2015 is not going to break records at the box office.  2015 is going to utterly demolish box office records on the heels of two mega-performers and a market that is ready to have some fun in the movie theater again.  Especially after this downer of an Oscar season.  But what ten movies am I boldly predicting will be the top in the 2015 box office?  Before we get to the top ten, let’s see what nine films will miss the cut.

Notable movies missing the top ten:

  • Poltergeist (July 24).  Oh hey, did you know there’s a big budget remake of Poltergeist coming out starring Sam Rockwell?  Seeing as how the original film made $76.6M in 1982 (the equivalent of $188M today) this is a franchise ripe for a reboot.

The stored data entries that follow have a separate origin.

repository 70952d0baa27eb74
pub mod calendar;
pub mod comment_thread;
pub mod event_registry;
pub mod invitation_ledger;
pub mod notifier;
pub mod participant_roster;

Sadly, while this could do well in the middle of the summer it has a late July release in the middle of a crowded field.  This could easily do $150 but that won’t be enough to break the top 10.
  • San Andreas (May 29).  Disaster movies are a mixed bag.  Twister made $241M back in 1996 but Volcano only made $49M a year later.  The Rock is on the verge of mega-stardom but this is not the vehicle to launch him there.  Especially if future trailers end up as creepy as the first one.  Another mid $100s.

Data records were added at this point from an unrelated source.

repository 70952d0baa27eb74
use axum::{
    http::StatusCode,
    response::{IntoResponse, Response},
    Json,
};
use serde_json::json;
use thiserror::Error;
use tracing::error;

// 2067 = SQLite unique constraint, 23505 = PostgreSQL unique violation
const UNIQUE_VIOLATION_CODES: [&str; 2] = ["2067", "23505"];
// 787 = SQLite foreign key constraint, 23503 = PostgreSQL foreign key violation
const FOREIGN_KEY_VIOLATION_CODES: [&str; 2] = ["787", "23503"];

#[derive(Error, Debug)]
pub enum AppError {
    #[error("Database error: {0}")]
    Database(#[from] sqlx::Error),
    /// Also used for credential mismatches, so callers cannot test for
    /// the existence of an entity they hold no rights over.
    #[error("Resource not found: {0}")]
    NotFound(String),
    #[error("Invalid input: {0}")]
    Validation(String),
    #[error("Internal server error")]
    Internal,
    #[error("Internal server error: {0}")]
    InternalWithMsg(String),
}

impl AppError {
    pub fn not_found(entity: &str) -> Self {
        AppError::NotFound(format!("{} not found", entity))
    }

    pub fn is_unique_violation(&self) -> bool {
        self.database_code().is_some_and(|c| UNIQUE_VIOLATION_CODES.contains(&c.as_str()))
    }

    pub fn is_foreign_key_violation(&self) -> bool {
        self.database_code().is_some_and(|c| FOREIGN_KEY_VIOLATION_CODES.contains(&c.as_str()))
    }

    /// Rewrites a constraint violation that lost a race against a
    /// concurrent writer into a validation failure. Anything else passes
    /// through untouched.
    pub fn constraint_as_validation(self, msg: &str) -> Self {
        if self.is_unique_violation() || self.is_foreign_key_violation() {
            AppError::Validation(msg.to_string())
        } else {
            self
        }
    }

    fn database_code(&self) -> Option<String> {
        match self {
            AppError::Database(e) => e
                .as_database_error()
                .and_then(|db_err| db_err.code())
                .map(|code| code.into_owned()),
            _ => None,
        }
    }
}

impl IntoResponse for AppError {
    fn into_response(self) -> Response {
        let (status, message) = match &self {
            AppError::Database(e) => {
                if self.is_unique_violation() {
                    (StatusCode::BAD_REQUEST, "Resource already exists (duplicate entry)".to_string())
                } else if self.is_foreign_key_violation() {
                    (StatusCode::BAD_REQUEST, "Referenced resource no longer exists".to_string())
                } else {
                    error!("Database error: {:?}", e);
                    (StatusCode::INTERNAL_SERVER_ERROR, "Internal server error".to_string())
                }
            }
            AppError::NotFound(msg) => (StatusCode::NOT_FOUND, msg.clone()),
            AppError::Validation(msg) => (StatusCode::BAD_REQUEST, msg.clone()),
            AppError::Internal => (StatusCode::INTERNAL_SERVER_ERROR, "Internal error".to_string()),
            AppError::InternalWithMsg(msg) => {
                error!("Internal error: {}", msg);
                (StatusCode::INTERNAL_SERVER_ERROR, "Internal error".to_string())
            }
        };

        let body = Json(json!({
            "error": message
        }));

        (status, body).into_response()
    }
}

  • The Hateful Eight (November 13).  Quentin Tarantino had his greatest commercial success ($162M) with Django Unchained back in 2012.  He sticks with the western theme for his next film but Tarantino repels as much as he attracts.  Critics and fanboys will love it, but the same audience will see this as all the others.  Mid-$100s.
  • Pan (July 24).  Hook did amazing box office back in 1991 ($119.6M, north of $200M in today’s dollars) with a bit more star power than this film.  But while Hook took some liberties with the original Peter Pan concept the trailer shows that Pan has thrown the whole book out the window, probably aiming for the second star to the right.  Hugh Jackman, taking a break from his high-protein Wolverine diet, decides to chew every bit of digital scenery he can find.  It will be a fun alternative for kids to seeing Minions for a fifth time, but not enough to crack the top ten.

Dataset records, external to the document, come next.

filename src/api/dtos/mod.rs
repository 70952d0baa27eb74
pub mod requests;
pub mod responses;
pub mod comment;
pub mod credential;
pub mod event;
pub mod invitation;
pub mod job;
pub mod participant;

use crate::error::AppError;

pub(crate) fn require_text(field: &str, value: &str) -> Result<(), AppError> {
    if value.trim().is_empty() {
        return Err(AppError::Validation(format!("{} must not be empty", field)));
    }
    Ok(())
}

/// Emails are compared case-insensitively within an event.
pub(crate) fn normalize_email(email: &str) -> String {
    email.trim().to_lowercase()
}

/// Shape check only: `local@domain.tld`, no whitespace.
pub(crate) fn validate_email(email: &str) -> Result<(), AppError> {
    let valid = match email.split_once('@') {
        Some((local, domain)) => {
            !local.is_empty()
                && !domain.contains('@')
                && domain.contains('.')
                && !domain.starts_with('.')
                && !domain.ends_with('.')
                && !email.chars().any(char::is_whitespace)
        }
        None => false,
    };
    if !valid {
        return Err(AppError::Validation(format!("Invalid email address: {}", email)));
    }
    Ok(())
}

  • Terminator: Genisys (July 1).  A confusing time-travel spin, action that looks half-interesting, half-nostalgic for T2, and an aging Ahnuld lacking in his previous starpower won’t be enough to make this movie break out.  I’m still a fan of the first four, so I’m hoping for a high $100s to get squeeze some more time-travelling-robot-warfare down the road, but this won’t be the best Terminator movie ever made.  It might not even be in the top four of the five Terminator movies ever made.
  • Pitch Perfect 2 (May 15).  Don’t get me wrong, I am seeing this opening day.  The original movie is one of the rare films to break out after a theatrical release (rarer still in the past 10 years) but even if the sequel doubles the original’s take that’s only $130M and not enough to make the podium in 2015.  But it will be acca-awesome.
  • Mad Max: Fury Road (May 15).  This is going to be a visual delight and an action-packed film, no doubt.  Director George Miller penned a screenplay so devoid of dialogue he actually made a graphic novel of sorts instead of a script so that the actors could follow what was happening.  But even a tornado made of fire won’t be able to draw in the crowds just a few weeks after Furious 7.  Still, a strong shot at over $100M.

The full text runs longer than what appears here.